---- MATERIAL TO PROCESS

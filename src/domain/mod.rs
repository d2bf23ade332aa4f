//! Data model and core algorithms: the typed syntax tree, the node-kind
//! table, the traversal engine with its action registry, and the class
//! repository.

pub mod ast;
pub mod descriptor;
pub mod errors;
pub mod node_kind;
pub mod registry;
pub mod repository;
pub mod traverser;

--------

* _WHAT THE TASK REQUIRES_: The response should consist of all the entries, transcribed exactly.

* _ANSWER TO THIS EXERCISE_:
filename src/domain/mod.rs
repository d2bf23ade332aa4f
//! Data model and core algorithms: the typed syntax tree, the node-kind
//! table, the traversal engine with its action registry, and the class
//! repository.

pub mod ast;
pub mod descriptor;
pub mod errors;
pub mod node_kind;
pub mod registry;
pub mod repository;
pub mod traverser;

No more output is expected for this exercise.